▸ **Provided records**

use actix_web::{
  http::header,
  web::{self, Json},
  HttpResponse,
};

use crate::{
  http::{Actor, Error},
  schema::NewComment,
  types::{self, form::comments},
  App,
};

#[tracing::instrument(skip_all, name = "http.comments.create")]
pub async fn create(
  app: web::Data<App>,
  actor: Actor,
  form: Json<comments::Request>,
) -> Result<HttpResponse, Error> {
  let form = form.into_inner().validate()?;
  if app.store.find_article(form.article_id).await?.is_none() {
    return Err(types::Error::UnknownArticle.into());
  }

  let user = actor.into_user();
  let comment = app
    .store
    .insert_comment(NewComment {
      text: &form.text,
      article_id: form.article_id,
      user_id: user.id,
    })
    .await?;

  Ok(
    HttpResponse::Created()
      .insert_header((header::LOCATION, format!("/api/comments/{}", comment.id)))
      .json(comment),
  )
}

▸ **Task instructions**
Each line of the material is to be returned precisely as written.

▸ **Answer section**
use actix_web::{
  http::header,
  web::{self, Json},
  HttpResponse,
};

use crate::{
  http::{Actor, Error},
  schema::NewComment,
  types::{self, form::comments},
  App,
};

#[tracing::instrument(skip_all, name = "http.comments.create")]
pub async fn create(
  app: web::Data<App>,
  actor: Actor,
  form: Json<comments::Request>,
) -> Result<HttpResponse, Error> {
  let form = form.into_inner().validate()?;
  if app.store.find_article(form.article_id).await?.is_none() {
    return Err(types::Error::UnknownArticle.into());
  }

  let user = actor.into_user();
  let comment = app
    .store
    .insert_comment(NewComment {
      text: &form.text,
      article_id: form.article_id,
      user_id: user.id,
    })
    .await?;

  Ok(
    HttpResponse::Created()
      .insert_header((header::LOCATION, format!("/api/comments/{}", comment.id)))
      .json(comment),
  )
}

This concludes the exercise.